Natural history. Baw Hto Chang is a shallow, slow-moving stream during the monsoon months (May-

September) that runs through a narrow corridor of forest (Fig. 6). The area beyond the corridor has been converted

to paddy fields and thus this narrow band of forest is likely to serve as the only place where newts can estivate

during the colder and drier winter months. The adult newts were found in the late evening walking along the sandy

bottom in clear water 1 m deep in the vicinity of underwater vegetation. Larvae were collected from shallower

areas near the shore. We returned the next morning and found more larvae in the water along the edges of the shore,

usually beneath leaves or other cover. The fact that we collected larvae as small as 10 mm SVL and a gravid female

indicates newts are still breeding during late October. Most other species breed from April through July (Bernardes

et al. 2013, 2017) or from June through September in the case of Tylototriton himalayanus (Dasgupta 1996).

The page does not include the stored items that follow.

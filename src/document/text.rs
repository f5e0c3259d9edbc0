//! Text utilities for offset conversion.
//!
//! Documents are addressed in character offsets (Unicode scalar values) while
//! `regex` reports byte offsets. `CharOffsets` bridges the two, and `LineIndex`
//! maps character offsets to line/column positions for caret bounds.

use std::fmt;
use std::ops::Range;

use serde::Serialize;

/// A half-open `[start, end)` range of character offsets.
#[derive(Debug, Clone, Copy, PartialEq, Eq, PartialOrd, Ord, Hash, Default, Serialize)]
pub struct Span {
    pub start: usize,
    pub end: usize,
}

impl Span {
    pub fn new(start: usize, end: usize) -> Self {
        debug_assert!(start <= end, "span start {} > end {}", start, end);
        Self { start, end }
    }

    pub fn len(&self) -> usize {
        self.end - self.start
    }

    pub fn is_empty(&self) -> bool {
        self.start == self.end
    }

    pub fn contains(&self, offset: usize) -> bool {
        offset >= self.start && offset < self.end
    }

    pub fn range(&self) -> Range<usize> {
        self.start..self.end
    }
}

impl fmt::Display for Span {
    fn fmt(&self, f: &mut fmt::Formatter<'_>) -> fmt::Result {
        write!(f, "{}..{}", self.start, self.end)
    }
}

/// Byte offset <-> character offset conversion for a single text snapshot.
#[derive(Debug, Clone)]
pub struct CharOffsets {
    /// Byte offset where each character starts, plus a final entry for the text length.
    char_starts: Vec<usize>,
}

impl CharOffsets {
    pub fn new(text: &str) -> Self {
        let mut char_starts: Vec<usize> = text.char_indices().map(|(i, _)| i).collect();
        char_starts.push(text.len());
        Self { char_starts }
    }

    /// Number of characters in the text.
    pub fn char_len(&self) -> usize {
        self.char_starts.len() - 1
    }

    /// Convert a byte offset (on a char boundary) to a character offset.
    ///
    /// Offsets inside a multi-byte character round down to that character.
    pub fn to_char(&self, byte: usize) -> usize {
        match self.char_starts.binary_search(&byte) {
            Ok(idx) => idx,
            Err(idx) => idx.saturating_sub(1),
        }
    }

    /// Convert a character offset to a byte offset, clamped to the text length.
    pub fn to_byte(&self, char_offset: usize) -> usize {
        let last = self.char_starts.len() - 1;
        self.char_starts[char_offset.min(last)]
    }

    /// Convert a byte range reported by `regex` to a character span.
    pub fn span(&self, bytes: Range<usize>) -> Span {
        Span::new(self.to_char(bytes.start), self.to_char(bytes.end))
    }
}

/// A line/column position. Both are zero-based; columns count characters.
#[derive(Debug, Clone, Copy, PartialEq, Eq)]
pub struct Position {
    pub line: u32,
    pub column: u32,
}

impl Position {
    pub fn new(line: u32, column: u32) -> Self {
        Self { line, column }
    }
}

/// Pre-computed line index for position lookups.
///
/// Stores the character offset where every line starts so lookups are a
/// binary search.
#[derive(Debug, Clone)]
pub struct LineIndex {
    /// Character offset where each line starts.
    line_starts: Vec<usize>,
    /// Total number of characters.
    len: usize,
}

impl LineIndex {
    /// Build a line index from text.
    pub fn new(text: &str) -> Self {
        let mut line_starts = vec![0];
        let mut len = 0;

        for (i, c) in text.chars().enumerate() {
            if c == '\n' {
                line_starts.push(i + 1);
            }
            len = i + 1;
        }

        Self { line_starts, len }
    }

    /// Convert a character offset to a position. Returns `None` past the end.
    pub fn offset_to_position(&self, offset: usize) -> Option<Position> {
        if offset > self.len {
            return None;
        }

        let line = match self.line_starts.binary_search(&offset) {
            Ok(line) => line,
            Err(line) => line.saturating_sub(1),
        };

        let column = offset - self.line_starts[line];
        Some(Position::new(line as u32, column as u32))
    }
}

Villagers from Ngar Su Village told us the newts are quite common on land during the months of May and June at

the beginning of monsoon season at which time they are presumably migrating to the water. Villagers also say it is

not uncommon for newts to wander into their houses during this period.

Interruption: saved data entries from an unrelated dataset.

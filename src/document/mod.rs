//! Document contract and text utilities.
//!
//! This module provides:
//! - `Document`, the adapter trait the editor core mutates, and its event types
//! - `TextBuffer`, an in-memory reference document
//! - `CharOffsets`, `LineIndex` and `Span` for offset conversion

mod adapter;
mod buffer;
mod text;

pub use adapter::{
    Bounds, ChangeSource, Document, EditorEvent, FocusTarget, Selection, Style,
};
pub use buffer::{CharMetrics, TextBuffer};
pub use text::{CharOffsets, LineIndex, Position, Span};
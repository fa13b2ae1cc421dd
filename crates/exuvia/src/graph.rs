//! Symbol-level dependency graph and strongly connected components.
//!
//! Any cycle of mutual top-level references must live in a single output
//! module, otherwise the emitted package would need circular cross-file
//! imports. The SCC pass runs Tarjan's algorithm with an explicit work
//! stack instead of call recursion, so arbitrarily deep dependency chains
//! cannot exhaust the native stack.

use petgraph::{algo::is_cyclic_directed, graph::DiGraph};
use rustc_hash::FxHashMap;

use crate::{
    extractor::TopLevelItem,
    types::{FxIndexMap, FxIndexSet},
};

/// Directed graph over top-level symbol names.
#[derive(Debug)]
pub struct SymbolGraph {
    names: Vec<String>,
    index_by_name: FxHashMap<String, usize>,
    edges: Vec<Vec<usize>>,
}

impl SymbolGraph {
    /// Build the graph from extracted items and their dependency sets.
    pub fn from_items(items: &[TopLevelItem]) -> Self {
        let names: Vec<String> = items.iter().map(|item| item.name.clone()).collect();
        let index_by_name: FxHashMap<String, usize> = names
            .iter()
            .enumerate()
            .map(|(i, name)| (name.clone(), i))
            .collect();
        let edges = items
            .iter()
            .map(|item| {
                item.deps
                    .iter()
                    .filter_map(|dep| index_by_name.get(dep).copied())
                    .collect()
            })
            .collect();
        Self {
            names,
            index_by_name,
            edges,
        }
    }

    /// Partition all symbols into strongly connected components.
    ///
    /// Iterative Tarjan: each work-stack frame is a node plus a cursor into
    /// its adjacency list, so no native recursion is involved. Output order
    /// is deterministic for a given input.
    pub fn strongly_connected_components(&self) -> Vec<Vec<String>> {
        const UNVISITED: usize = usize::MAX;

        let n = self.names.len();
        let mut index_of = vec![UNVISITED; n];
        let mut lowlink = vec![0usize; n];
        let mut on_stack = vec![false; n];
        let mut scc_stack: Vec<usize> = Vec::new();
        let mut next_index = 0usize;
        let mut components: Vec<Vec<String>> = Vec::new();
        let mut work: Vec<(usize, usize)> = Vec::new();

        for root in 0..n {
            if index_of[root] != UNVISITED {
                continue;
            }
            work.push((root, 0));
            while let Some(&(v, cursor)) = work.last() {
                if cursor == 0 {
                    index_of[v] = next_index;
                    lowlink[v] = next_index;
                    next_index += 1;
                    scc_stack.push(v);
                    on_stack[v] = true;
                }
                if let Some(&w) = self.edges[v].get(cursor) {
                    if let Some(frame) = work.last_mut() {
                        frame.1 += 1;
                    }
                    if index_of[w] == UNVISITED {
                        work.push((w, 0));
                    } else if on_stack[w] {
                        lowlink[v] = lowlink[v].min(index_of[w]);
                    }
                } else {
                    work.pop();
                    if let Some(&(parent, _)) = work.last() {
                        lowlink[parent] = lowlink[parent].min(lowlink[v]);
                    }
                    if lowlink[v] == index_of[v] {
                        let mut component = Vec::new();
                        while let Some(w) = scc_stack.pop() {
                            on_stack[w] = false;
                            component.push(self.names[w].clone());
                            if w == v {
                                break;
                            }
                        }
                        components.push(component);
                    }
                }
            }
        }

        components
    }

    /// Count distinct dependencies of `members` that live outside the set.
    pub fn external_dependency_count(&self, members: &[String]) -> usize {
        let inside: FxIndexSet<&str> = members.iter().map(String::as_str).collect();
        let mut external: FxIndexSet<&str> = FxIndexSet::default();
        for member in members {
            let Some(&i) = self.index_by_name.get(member) else {
                continue;
            };
            for &dep in &self.edges[i] {
                let dep_name = self.names[dep].as_str();
                if !inside.contains(dep_name) {
                    external.insert(dep_name);
                }
            }
        }
        external.len()
    }
}

/// Check that the cross-module import relation induced by `symbol_to_module`
/// is acyclic. The SCC invariant guarantees this holds for every packing;
/// it is asserted in debug builds and exercised directly by tests.
pub fn import_graph_is_acyclic(
    items: &[TopLevelItem],
    symbol_to_module: &FxIndexMap<String, String>,
) -> bool {
    let mut graph: DiGraph<&str, ()> = DiGraph::new();
    let mut nodes = FxHashMap::default();
    for module in symbol_to_module.values() {
        nodes
            .entry(module.as_str())
            .or_insert_with(|| graph.add_node(module.as_str()));
    }
    for item in items {
        let Some(from_module) = symbol_to_module.get(&item.name) else {
            continue;
        };
        for dep in &item.deps {
            let Some(to_module) = symbol_to_module.get(dep) else {
                continue;
            };
            if from_module != to_module {
                graph.update_edge(nodes[from_module.as_str()], nodes[to_module.as_str()], ());
            }
        }
    }
    !is_cyclic_directed(&graph)
}

#[cfg(test)]
mod tests {
    use super::*;
    use crate::extractor::extract;

    fn graph_for(source: &str) -> (Vec<TopLevelItem>, SymbolGraph) {
        let module = extract(source).unwrap();
        let graph = SymbolGraph::from_items(&module.items);
        (module.items, graph)
    }

    #[test]
    fn test_mutual_recursion_forms_one_scc() {
        let (_, graph) = graph_for("def f():\n    return g()\n\ndef g():\n    return f()\n");
        let sccs = graph.strongly_connected_components();
        let cycle = sccs.iter().find(|c| c.len() == 2).unwrap();
        assert!(cycle.contains(&"f".to_string()));
        assert!(cycle.contains(&"g".to_string()));
    }

    #[test]
    fn test_independent_symbols_are_singletons() {
        let (_, graph) = graph_for("def a():\n    pass\n\ndef b():\n    pass\n");
        let sccs = graph.strongly_connected_components();
        assert_eq!(sccs.len(), 2);
        assert!(sccs.iter().all(|c| c.len() == 1));
    }

    #[test]
    fn test_three_cycle() {
        let source = "def a():\n    return b()\n\ndef b():\n    return c()\n\ndef c():\n    return a()\n";
        let (_, graph) = graph_for(source);
        let sccs = graph.strongly_connected_components();
        assert_eq!(sccs.len(), 1);
        assert_eq!(sccs[0].len(), 3);
    }

    #[test]
    fn test_deep_chain_does_not_overflow() {
        // A linear call chain thousands of symbols deep; recursion-based
        // Tarjan would blow the native stack here.
        let depth = 20_000;
        let mut source = String::new();
        for i in 0..depth {
            if i + 1 < depth {
                source.push_str(&format!("def f{i}():\n    return f{}()\n\n", i + 1));
            } else {
                source.push_str(&format!("def f{i}():\n    return 0\n\n"));
            }
        }
        let (_, graph) = graph_for(&source);
        let sccs = graph.strongly_connected_components();
        assert_eq!(sccs.len(), depth);
    }

    #[test]
    fn test_external_dependency_count() {
        let source = "def a():\n    return b() + c()\n\ndef b():\n    pass\n\ndef c():\n    pass\n";
        let (_, graph) = graph_for(source);
        assert_eq!(graph.external_dependency_count(&["a".to_string()]), 2);
        assert_eq!(
            graph.external_dependency_count(&["a".to_string(), "b".to_string()]),
            1
        );
        assert_eq!(graph.external_dependency_count(&["b".to_string()]), 0);
    }
}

Comparisons. Tylototriton ngarsuensis sp. nov. is most closely related to T. shanorum but differs from it by

having much larger adult females (102.3 mm vs 87.9 mm); a significantly shorter head in males (HL/SVL 0.22–

0.26 vs. 0.29–0.32; p = 0.041 for males; 0.22 vs 0.29 for females; Fig. 3); having large, rounded rib nodules with

diameters equivalent to or greater than that of eye as opposed to having small, slightly elongated rib nodules with

diameters less than that of the eye; by having a thick, glandular, vertebral tubercular ridge as opposed to a narrow

and less glandular ridge; 15 vs 14 rib nodules; paratoid ridge beginning posterior to the orbits as opposed beginning

in the loreal region; top of head, vertebral ridge, rib nodules, limbs, and side of tail nearly black as opposed being

red-brown; labial regions, palms, soles, and subcaudal region dark-brown as opposed to being dull-yellow; and

venter and underside of limbs being dark-gray as opposed to dull-yellow. Tylototriton ngarsuensis sp. nov. and T.

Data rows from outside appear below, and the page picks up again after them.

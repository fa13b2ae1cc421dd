//! Render final components into in-memory Python artifacts.
//!
//! Pure text construction: per-component module files, the package
//! `__init__` aggregator, and an optional `__main__` entry artifact.
//! Writing anything to disk is the caller's concern.

use crate::{
    components::Component,
    extractor::TopLevelItem,
    types::{FxIndexMap, FxIndexSet},
};

/// Marker line at the top of every generated file.
pub const GENERATED_HEADER: &str = "# Generated by exuvia - do not edit by hand";

/// Reserved artifact name for the package aggregator.
pub const INIT_MODULE: &str = "__init__";
/// Reserved artifact name for the entry-point file.
pub const ENTRY_MODULE: &str = "__main__";

/// One rendered output module.
#[derive(Debug, Clone)]
pub struct ModuleArtifact {
    pub name: String,
    /// Symbols this module owns and exports.
    pub symbols: Vec<String>,
    /// Source-line count of the owned items, for plan reporting.
    pub line_count: usize,
    pub contents: String,
}

/// Render one component as a module file.
///
/// Layout: header, the original imports (already deduplicated by first
/// occurrence), one consolidated same-package import per external owning
/// module (alphabetical, symbols sorted), the items verbatim in original
/// top-level order, and an explicit `__all__`.
pub fn render_module(
    component: &Component,
    items: &[TopLevelItem],
    imports: &[String],
    symbol_to_module: &FxIndexMap<String, String>,
) -> ModuleArtifact {
    let mut lines: Vec<String> = vec![GENERATED_HEADER.to_string()];

    if !imports.is_empty() {
        lines.extend(imports.iter().cloned());
        lines.push(String::new());
    }

    let own: FxIndexSet<&str> = component.names.iter().map(String::as_str).collect();
    let mut external: FxIndexMap<&str, FxIndexSet<&str>> = FxIndexMap::default();
    for &index in &component.item_indices {
        for dep in &items[index].deps {
            if own.contains(dep.as_str()) {
                continue;
            }
            if let Some(module) = symbol_to_module.get(dep) {
                external.entry(module.as_str()).or_default().insert(dep.as_str());
            }
        }
    }
    let mut modules: Vec<&str> = external.keys().copied().collect();
    modules.sort_unstable();
    for module in &modules {
        let mut symbols: Vec<&str> = external[module].iter().copied().collect();
        symbols.sort_unstable();
        lines.push(format!("from .{module} import {}", symbols.join(", ")));
    }
    if !modules.is_empty() {
        lines.push(String::new());
    }

    // Original top-level order; a span shared by several member items
    // (compound assignment targets) renders exactly once.
    let mut ordered = component.item_indices.clone();
    ordered.sort_by_key(|&index| items[index].span.start());
    let mut seen_spans = FxIndexSet::default();
    for index in ordered {
        let item = &items[index];
        if seen_spans.insert(item.span) {
            lines.push(item.source.clone());
            lines.push(String::new());
        }
    }

    lines.push(format!("__all__ = [{}]", quoted_list(&component.names)));
    lines.push(String::new());

    ModuleArtifact {
        name: component.module_name.clone(),
        symbols: component.names.clone(),
        line_count: component.line_count(items),
        contents: lines.join("\n"),
    }
}

/// Render the package aggregator: re-exports every component's symbols and
/// records the sorted union as the package surface. Carries the source
/// file's docstring forward.
pub fn render_init(modules: &[ModuleArtifact], docstring: Option<&str>) -> String {
    let mut lines: Vec<String> = vec![GENERATED_HEADER.to_string()];
    if let Some(doc) = docstring {
        lines.push("\"\"\"".to_string());
        lines.push(doc.trim().to_string());
        lines.push("\"\"\"".to_string());
        lines.push(String::new());
    }
    let mut all_names: Vec<String> = Vec::new();
    for module in modules {
        if module.symbols.is_empty() {
            continue;
        }
        lines.push(format!(
            "from .{} import {}",
            module.name,
            module.symbols.join(", ")
        ));
        all_names.extend(module.symbols.iter().cloned());
    }
    lines.push(String::new());
    all_names.sort_unstable();
    all_names.dedup();
    lines.push(format!("__all__ = [{}]", quoted_list(&all_names)));
    lines.push(String::new());
    lines.join("\n")
}

/// Render the entry artifact: the package surface plus the unwrapped
/// guard body, verbatim.
pub fn render_entry(body: &str) -> String {
    let mut lines: Vec<String> = vec![GENERATED_HEADER.to_string()];
    lines.push("from . import *  # package surface".to_string());
    lines.push(String::new());
    lines.push(body.trim_end().to_string());
    lines.push(String::new());
    lines.join("\n")
}

fn quoted_list(names: &[String]) -> String {
    names
        .iter()
        .map(|name| format!("'{name}'"))
        .collect::<Vec<_>>()
        .join(", ")
}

shanorum share an uncorrected pairwise sequence divergence between them of 3.0–3.4% which is commensurate

with that among other well-established sister species (Stuart et al. 2010).

Tylototriton ngarsuensis Color of holotype in life (Fig. 4). Dorsal ground color of top of head and trunk black;

dorsal surfaces of limbs, and lateral surfaces of tail dark-brown; iris black; gular region, belly, and ventral surfaces

of limbs dark-grey; anterior of head and parotoids dull-brown; rib nodules and vertebral ridge dark-brown, barely

discernable from black trunk coloration; upper and lower lips, palms and soles, and subcaudal region light-brown.